Data items:
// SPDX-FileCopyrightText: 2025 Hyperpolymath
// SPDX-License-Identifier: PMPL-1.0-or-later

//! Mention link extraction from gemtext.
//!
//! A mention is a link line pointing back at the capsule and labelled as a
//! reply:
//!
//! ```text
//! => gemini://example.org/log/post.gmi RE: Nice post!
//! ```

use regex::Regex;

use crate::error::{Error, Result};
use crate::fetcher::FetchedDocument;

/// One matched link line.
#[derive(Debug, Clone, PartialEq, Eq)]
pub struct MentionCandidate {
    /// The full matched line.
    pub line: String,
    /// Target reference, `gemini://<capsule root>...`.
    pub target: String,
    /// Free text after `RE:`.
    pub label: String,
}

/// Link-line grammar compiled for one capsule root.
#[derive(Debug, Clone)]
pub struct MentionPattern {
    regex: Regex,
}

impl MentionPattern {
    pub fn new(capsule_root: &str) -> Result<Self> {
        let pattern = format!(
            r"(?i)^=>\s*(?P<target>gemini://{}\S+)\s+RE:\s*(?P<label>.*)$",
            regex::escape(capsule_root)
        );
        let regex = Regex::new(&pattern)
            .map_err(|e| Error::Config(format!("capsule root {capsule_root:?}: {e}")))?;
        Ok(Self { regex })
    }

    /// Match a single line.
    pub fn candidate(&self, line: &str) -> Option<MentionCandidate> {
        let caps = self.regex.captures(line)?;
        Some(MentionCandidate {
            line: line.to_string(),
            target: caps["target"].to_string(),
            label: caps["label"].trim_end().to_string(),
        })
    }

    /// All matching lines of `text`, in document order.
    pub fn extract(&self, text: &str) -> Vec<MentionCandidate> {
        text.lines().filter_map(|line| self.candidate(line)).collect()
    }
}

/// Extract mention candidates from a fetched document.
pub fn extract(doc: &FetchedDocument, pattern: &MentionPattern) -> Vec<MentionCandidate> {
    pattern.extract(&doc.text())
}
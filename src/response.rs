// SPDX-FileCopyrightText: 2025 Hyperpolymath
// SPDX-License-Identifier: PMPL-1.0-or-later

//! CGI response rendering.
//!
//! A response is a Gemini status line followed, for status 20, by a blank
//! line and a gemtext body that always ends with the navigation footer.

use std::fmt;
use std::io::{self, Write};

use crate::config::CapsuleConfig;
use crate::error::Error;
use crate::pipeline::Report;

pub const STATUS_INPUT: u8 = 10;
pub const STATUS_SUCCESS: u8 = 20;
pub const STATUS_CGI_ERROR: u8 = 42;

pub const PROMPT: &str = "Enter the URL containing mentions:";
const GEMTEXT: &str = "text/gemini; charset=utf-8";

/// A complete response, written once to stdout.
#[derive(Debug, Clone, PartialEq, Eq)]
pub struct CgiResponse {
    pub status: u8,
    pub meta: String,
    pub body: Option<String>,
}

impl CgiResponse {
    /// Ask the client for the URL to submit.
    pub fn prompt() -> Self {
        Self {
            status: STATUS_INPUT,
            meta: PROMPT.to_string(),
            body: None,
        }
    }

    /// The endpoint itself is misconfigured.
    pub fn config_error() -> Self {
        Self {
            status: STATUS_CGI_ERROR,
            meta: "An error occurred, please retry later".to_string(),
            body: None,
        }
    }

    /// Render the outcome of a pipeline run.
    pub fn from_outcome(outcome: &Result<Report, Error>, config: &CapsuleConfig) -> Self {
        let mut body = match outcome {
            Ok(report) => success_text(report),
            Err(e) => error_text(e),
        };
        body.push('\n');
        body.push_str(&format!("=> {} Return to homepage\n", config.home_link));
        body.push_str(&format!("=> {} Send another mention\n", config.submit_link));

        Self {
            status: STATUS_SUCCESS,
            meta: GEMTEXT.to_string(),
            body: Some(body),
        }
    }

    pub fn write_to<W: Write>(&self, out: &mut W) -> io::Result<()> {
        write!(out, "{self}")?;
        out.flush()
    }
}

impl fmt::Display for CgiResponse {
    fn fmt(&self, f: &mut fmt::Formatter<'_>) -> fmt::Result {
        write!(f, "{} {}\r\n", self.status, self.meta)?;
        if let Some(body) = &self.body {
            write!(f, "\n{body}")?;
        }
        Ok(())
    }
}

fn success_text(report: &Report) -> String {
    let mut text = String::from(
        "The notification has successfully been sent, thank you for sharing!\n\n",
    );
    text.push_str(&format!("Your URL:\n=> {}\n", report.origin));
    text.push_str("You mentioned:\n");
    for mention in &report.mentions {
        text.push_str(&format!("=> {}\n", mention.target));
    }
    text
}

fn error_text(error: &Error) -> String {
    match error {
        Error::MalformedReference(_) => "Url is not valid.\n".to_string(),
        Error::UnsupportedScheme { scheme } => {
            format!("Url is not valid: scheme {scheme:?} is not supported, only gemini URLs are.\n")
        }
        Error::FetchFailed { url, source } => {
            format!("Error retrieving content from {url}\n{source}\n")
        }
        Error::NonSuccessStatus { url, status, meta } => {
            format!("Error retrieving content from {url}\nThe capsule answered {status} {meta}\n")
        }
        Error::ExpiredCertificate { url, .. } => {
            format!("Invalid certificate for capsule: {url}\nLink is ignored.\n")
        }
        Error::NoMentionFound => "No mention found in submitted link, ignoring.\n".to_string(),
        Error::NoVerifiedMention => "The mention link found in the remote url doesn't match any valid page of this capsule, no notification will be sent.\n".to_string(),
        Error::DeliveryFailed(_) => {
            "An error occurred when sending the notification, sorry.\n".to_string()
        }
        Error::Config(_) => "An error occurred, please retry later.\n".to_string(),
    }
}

--

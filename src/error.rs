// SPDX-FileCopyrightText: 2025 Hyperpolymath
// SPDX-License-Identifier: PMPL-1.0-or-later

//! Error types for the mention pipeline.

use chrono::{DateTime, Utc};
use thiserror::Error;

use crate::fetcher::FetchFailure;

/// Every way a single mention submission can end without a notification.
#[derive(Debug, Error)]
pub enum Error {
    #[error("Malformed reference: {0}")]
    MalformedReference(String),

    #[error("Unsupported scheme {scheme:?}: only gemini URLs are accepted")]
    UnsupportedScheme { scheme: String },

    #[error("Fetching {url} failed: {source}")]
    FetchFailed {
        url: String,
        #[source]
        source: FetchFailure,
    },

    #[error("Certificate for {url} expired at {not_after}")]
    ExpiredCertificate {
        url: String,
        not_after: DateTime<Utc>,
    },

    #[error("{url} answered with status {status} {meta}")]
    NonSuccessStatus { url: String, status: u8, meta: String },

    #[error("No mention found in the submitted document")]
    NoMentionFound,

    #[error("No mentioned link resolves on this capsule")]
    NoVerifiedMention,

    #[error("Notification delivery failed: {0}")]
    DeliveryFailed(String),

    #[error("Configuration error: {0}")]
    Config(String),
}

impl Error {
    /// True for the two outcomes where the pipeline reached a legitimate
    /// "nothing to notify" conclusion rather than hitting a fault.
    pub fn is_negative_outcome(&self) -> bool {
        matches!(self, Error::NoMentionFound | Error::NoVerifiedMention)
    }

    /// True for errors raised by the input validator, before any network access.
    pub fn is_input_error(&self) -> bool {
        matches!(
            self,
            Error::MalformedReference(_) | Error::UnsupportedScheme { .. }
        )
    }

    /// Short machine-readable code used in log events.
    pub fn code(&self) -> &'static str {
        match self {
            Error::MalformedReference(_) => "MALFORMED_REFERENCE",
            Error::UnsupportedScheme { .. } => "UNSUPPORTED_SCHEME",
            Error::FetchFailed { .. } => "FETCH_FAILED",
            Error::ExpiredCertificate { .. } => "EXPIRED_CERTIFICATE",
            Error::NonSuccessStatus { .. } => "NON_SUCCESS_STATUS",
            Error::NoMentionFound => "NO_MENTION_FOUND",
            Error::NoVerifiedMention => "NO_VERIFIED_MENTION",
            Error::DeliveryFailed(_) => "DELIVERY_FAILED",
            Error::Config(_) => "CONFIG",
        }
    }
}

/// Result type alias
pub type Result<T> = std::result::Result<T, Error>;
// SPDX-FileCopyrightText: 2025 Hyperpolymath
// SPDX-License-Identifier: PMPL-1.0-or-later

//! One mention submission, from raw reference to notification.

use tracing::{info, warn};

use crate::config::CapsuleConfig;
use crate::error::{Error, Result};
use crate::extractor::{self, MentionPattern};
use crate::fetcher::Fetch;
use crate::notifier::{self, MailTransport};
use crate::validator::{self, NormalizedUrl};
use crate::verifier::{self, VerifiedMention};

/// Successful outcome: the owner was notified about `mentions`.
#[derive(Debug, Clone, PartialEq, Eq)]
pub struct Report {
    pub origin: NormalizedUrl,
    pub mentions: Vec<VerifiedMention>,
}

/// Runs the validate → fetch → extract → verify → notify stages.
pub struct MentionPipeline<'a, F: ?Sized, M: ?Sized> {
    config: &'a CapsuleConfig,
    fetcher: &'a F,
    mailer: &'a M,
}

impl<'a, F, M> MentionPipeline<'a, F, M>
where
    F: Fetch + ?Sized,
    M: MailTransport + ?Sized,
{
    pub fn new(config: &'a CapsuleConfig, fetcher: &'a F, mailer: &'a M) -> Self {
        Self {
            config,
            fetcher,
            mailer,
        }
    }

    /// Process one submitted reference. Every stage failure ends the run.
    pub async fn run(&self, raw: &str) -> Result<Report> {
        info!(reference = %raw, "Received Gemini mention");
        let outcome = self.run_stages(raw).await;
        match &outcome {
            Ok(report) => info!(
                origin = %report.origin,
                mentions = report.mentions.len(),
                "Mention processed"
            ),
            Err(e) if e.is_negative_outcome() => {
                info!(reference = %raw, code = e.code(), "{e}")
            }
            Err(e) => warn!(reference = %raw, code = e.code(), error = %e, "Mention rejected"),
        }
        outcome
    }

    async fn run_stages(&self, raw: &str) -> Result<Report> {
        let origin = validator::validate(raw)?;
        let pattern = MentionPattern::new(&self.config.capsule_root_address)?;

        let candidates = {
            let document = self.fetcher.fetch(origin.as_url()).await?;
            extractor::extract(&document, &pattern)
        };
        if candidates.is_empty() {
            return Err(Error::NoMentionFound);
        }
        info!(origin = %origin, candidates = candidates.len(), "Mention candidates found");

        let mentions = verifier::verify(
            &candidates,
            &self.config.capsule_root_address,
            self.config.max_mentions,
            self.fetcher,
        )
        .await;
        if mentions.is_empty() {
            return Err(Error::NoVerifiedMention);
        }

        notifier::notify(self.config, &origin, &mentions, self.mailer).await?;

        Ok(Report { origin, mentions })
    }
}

• **Work task**:
Give the number of lines in the records above in which the word "code" appears. Include no other text.

• **Response**:
4